“We will not leave”: in Roubaix, in the priority district of Alma-gare, a collective is resisting the planned demolition of hundreds of social housing units, built in the 1980s following a historic mobilization of the inhabitants , co-authors of a “reference” layout.
“To raze these buildings, built according to the wishes of the inhabitants 40 years ago, it is incredible”, rages the president of the collective Florian Vertriest, 29, in front of a small building with elegant facades decorated with mosaics, arcades and heads of animals, by the architect Gilles Neveux.
For several months, the sports educator has been chaining meetings, demonstrations and citizen meetings. In this district which votes little, the fight mobilizes: more than 200 inhabitants of all generations at the last appointments.
At stake, the demolition of 480 housing units, mainly social, provided for by the “new urban renewal plan” (NPRU), drawn up since 2015 in particular by the town hall of Roubaix and the European metropolis of Lille.
The site, which also provides for 390 rehabilitations, 90 constructions and various social and public facilities, would drive out a thousand of the current inhabitants.
The objective of the project, estimated at 133 million euros, is to “de-densify” the Alma-gare, which suffers from a “very degraded” social park, “social” problems, “insecurity and of deal”, according to the impact study. And to “diversify” the habitat, to promote “mixing”.
– “Iconic” counter-project –
“It’s chasing the poor,” accuses Eric Mouveaux, a 58-year-old social worker. Located between a new eco-district, a university campus and a start-up incubator, “Alma-gare does the job”, ironically this member of the collective. He denounces a “simulacrum of consultation”, with plans “already recorded”.
However, resulting from an “emblematic” urban struggle in the 1970s/1980s, Alma is “a reference” in terms of urban planning, citizen participation and city policy, underlines Julien Talpin, researcher in political science at CNRS.
At the time, faced with the decline of textiles, Roubaix already wanted to demolish this district made up of courtyards, these workers’ houses grouped around a courtyard, deemed unhealthy.
To save their “traditional sociability”, the residents organize themselves. Supported, within a “popular workshop of town planning” by architects and town planners, they impose a counter-project: small buildings connected by places and passageways, hailed by several international prizes.
But crisis and unemployment catch up with the island, while the town hall, moved to the right, withdraws subsidies, and concentrates there, with the donors, the most precarious, says Mr. Talpin.
At the beginning of 2000, corridors and gardens considered “criminogenic” because invested by the deal, are largely walled up, bristling with railings and now strewn with garbage.

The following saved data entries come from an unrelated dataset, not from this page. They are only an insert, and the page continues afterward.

#[cfg(test)]
mod tests {
    use super::*;
    use crate::config::MAX_HORIZON;
    use crate::result::Trend;
    use chrono::{Months, NaiveDate};
    use proptest::prelude::*;

    fn series(vals: &[f64]) -> Vec<HistoricalDataPoint> {
        let start = NaiveDate::from_ymd_opt(2024, 1, 1).unwrap();
        vals.iter()
            .enumerate()
            .map(|(i, v)| HistoricalDataPoint::new(start + Months::new(i as u32), *v))
            .collect()
    }

    fn linear_engine() -> ForecastingEngine {
        ForecastingEngine::new(
            ForecastingConfig::default().with_algorithm(Algorithm::LinearRegression),
        )
    }

    #[test]
    fn algorithm_selection_follows_config() {
        let data = series(&[10.0, 12.0, 15.0, 14.0, 18.0]);
        let lr = LinearRegressionForecaster::new().forecast(&data, 1);
        let es = ExponentialSmoothingForecaster::new().forecast(&data, 1);
        let ens = EnsembleForecaster::default().forecast(&data, 1);

        assert_eq!(linear_engine().forecast(&data), lr);
        let es_engine = ForecastingEngine::new(
            ForecastingConfig::default().with_algorithm(Algorithm::ExponentialSmoothing),
        );
        assert_eq!(es_engine.forecast(&data), es);
        assert_eq!(ForecastingEngine::default().forecast(&data), ens);
    }

    #[test]
    fn budget_factors_apply_in_order_and_are_reported() {
        let data = series(&[100.0, 100.0, 100.0]);
        let factors = BudgetFactors {
            inflation_rate: Some(0.1),
            seasonal_multiplier: Some(1.2),
            program_expansion: Some(0.5),
        };
        let r = linear_engine().forecast_budget(&data, Some(&factors));

        assert!((r.prediction - 100.0 * 1.1 * 1.2 * 1.5).abs() < 1e-9);
        let tail: Vec<&str> = r.factors[r.factors.len() - 3..]
            .iter()
            .map(String::as_str)
            .collect();
        assert_eq!(
            tail,
            vec![
                "Inflation adjustment: 10.0%",
                "Seasonal adjustment: 20.0%",
                "Program expansion: 50.0%",
            ]
        );
    }

    #[test]
    fn absent_factors_leave_base_forecast_untouched() {
        let data = series(&[100.0, 110.0, 120.0]);
        let engine = linear_engine();
        assert_eq!(
            engine.forecast_budget(&data, Some(&BudgetFactors::default())),
            engine.forecast(&data)
        );
    }

    #[test]
    fn beneficiaries_apply_dropout_and_round() {
        let data = series(&[1000.0, 1000.0, 1000.0]);
        let factors = BeneficiaryFactors {
            population_growth: Some(0.02),
            enrollment_rate: Some(0.05),
            dropout_rate: Some(0.1),
        };
        let r = linear_engine().forecast_beneficiaries(&data, Some(&factors));

        // 1000 * 1.02 * 1.05 * 0.9 = 963.9
        assert_eq!(r.prediction, 964.0);
        assert!(r.factors.iter().any(|f| f == "Dropout rate: 10.0%"));
    }

    #[test]
    fn beneficiaries_round_half_up() {
        let data = series(&[10.5, 10.5]);
        let r = linear_engine().forecast_beneficiaries(&data, None);
        assert_eq!(r.prediction, 11.0);
    }

    #[test]
    fn quality_is_additive_and_capped() {
        let data = series(&[80.0, 80.0, 80.0]);
        let engine = linear_engine();

        let modest = QualityFactors {
            staff_training: Some(1.0),
            equipment_upgrade: Some(1.0),
            process_improvement: None,
        };
        let r = engine.forecast_quality(&data, Some(&modest));
        assert!((r.prediction - 88.0).abs() < 1e-9);
        assert!(r.factors.iter().any(|f| f == "Staff training: +5.0 points"));
        assert!(r.factors.iter().any(|f| f == "Equipment upgrade: +3.0 points"));

        let big = QualityFactors {
            staff_training: Some(2.0),
            equipment_upgrade: Some(2.0),
            process_improvement: Some(2.0),
        };
        let r = engine.forecast_quality(&data, Some(&big));
        assert_eq!(r.prediction, 100.0);
    }

    #[test]
    fn multivariate_runs_domains_independently() {
        let budget = series(&[100.0, 110.0, 120.0, 130.0]);
        let beneficiaries = series(&[50.0, 52.0, 54.0, 56.0]);
        let quality = series(&[70.0, 72.0, 71.0, 73.0]);
        let engine = ForecastingEngine::default();

        let correlation = CorrelationFactors {
            budget_beneficiaries: Some(0.85),
            budget_quality: Some(-0.45),
            beneficiaries_quality: Some(0.1),
        };
        let mv = engine.forecast_multivariate(
            MultivariateSeries {
                budget: &budget,
                beneficiaries: &beneficiaries,
                quality: &quality,
            },
            Some(&correlation),
        );

        assert_eq!(mv.budget, engine.forecast_budget(&budget, None));
        assert_eq!(mv.beneficiaries, engine.forecast_beneficiaries(&beneficiaries, None));
        assert_eq!(mv.quality, engine.forecast_quality(&quality, None));
        assert_eq!(
            mv.correlation_insights,
            vec![
                "Budget and beneficiary count move together (r = 0.85)",
                "Budget and quality score move in opposite directions (r = -0.45)",
            ]
        );
    }

    #[test]
    fn oversized_configured_horizon_is_capped() {
        let cfg: ForecastingConfig = serde_json::from_str(
            r#"{ "algorithm": "linear_regression", "horizon": 18446744073709551615 }"#,
        )
        .unwrap();
        let r = ForecastingEngine::new(cfg).forecast_budget(&series(&[1.0, 2.0, 3.0]), None);
        assert_eq!(r.timeframe, format!("{} days", MAX_HORIZON * 30));
        assert!((r.prediction - (3.0 + MAX_HORIZON as f64)).abs() < 1e-9);
    }

    #[test]
    fn multivariate_without_correlation_has_no_insights() {
        let mv = ForecastingEngine::default()
            .forecast_multivariate(MultivariateSeries::default(), None);
        assert!(mv.correlation_insights.is_empty());
        assert_eq!(mv.budget.trend, Trend::Stable);
        assert_eq!(mv.beneficiaries.prediction, 0.0);
    }

    proptest! {
        #![proptest_config(ProptestConfig {
            cases: 256,
            ..ProptestConfig::default()
        })]

        /// Property: beneficiary forecasts are whole, non-negative counts.
        #[test]
        fn beneficiary_forecast_is_a_whole_count(
            vals in prop::collection::vec(0.0f64..100_000.0, 0..18),
            growth in -0.5f64..0.5,
            dropout in 0.0f64..1.0,
        ) {
            let factors = BeneficiaryFactors {
                population_growth: Some(growth),
                enrollment_rate: None,
                dropout_rate: Some(dropout),
            };
            let r = ForecastingEngine::default()
                .forecast_beneficiaries(&series(&vals), Some(&factors));
            prop_assert!(r.prediction >= 0.0);
            prop_assert_eq!(r.prediction.fract(), 0.0);
        }

        /// Property: quality forecasts never leave the 0..=100 scale.
        #[test]
        fn quality_forecast_stays_on_scale(
            vals in prop::collection::vec(0.0f64..100.0, 0..18),
            training in 0.0f64..10.0,
        ) {
            let factors = QualityFactors {
                staff_training: Some(training),
                ..QualityFactors::default()
            };
            let r = ForecastingEngine::default()
                .forecast_quality(&series(&vals), Some(&factors));
            prop_assert!((0.0..=MAX_QUALITY_SCORE).contains(&r.prediction));
        }
    }
}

We “drank tea, played football”, regrets the collective, which denounces sabotage, and “total abandonment” of donors, especially “from the NPRU”. This winter, many families went months without hot water.
– “Moratorium” –
One of the main donors, Lille Métropole Habitat, recognizes “old dysfunctions”, and “management problems” linked in particular to insecurity, but ensures that it invests “massively”. According to him, it is the acceleration of the NPRU that will “improve” the lives of the inhabitants.
The Roubais municipal opposition, like the president of the town planners of Hauts-de-France Myriam Cau, calls on the contrary for a “moratorium”, to preserve a “collective intangible heritage”.
The mobilized inhabitants want to replay history with a counter-project, which would safeguard their “bonds of solidarity” and “revive” the passageways and common spaces.
A first workshop will be organized in May with urban planners and architects, including Marcellino Saab, associate director of Ausia, one of the agencies involved in the previous project. He intends to oppose the demolitions in court, and judges these buildings “perfectly rehabilitable”.
The opponents also want to “quantify the carbon and human balance” of the demolitions, while, according to them, 50,000 social housing units are missing in the MEL.
But for the DVD mayor Guillaume Delbar, “the signed, contractual framework” is “not negotiable”. “Developed for six years with study firms, concerted” since 2017, the redevelopment is “one of the least demolishers” in France and collects a broad “consensus”, he assures.
“Only 7%” of households want to “stay absolutely”, when many others “ask to leave”, he insists.
According to the National Agency for Urban Renewal, which finances 453 projects in France, changes are still possible, if communities so request. But the arbitrations must not delay any longer to maintain “the overall balance of the calendar”.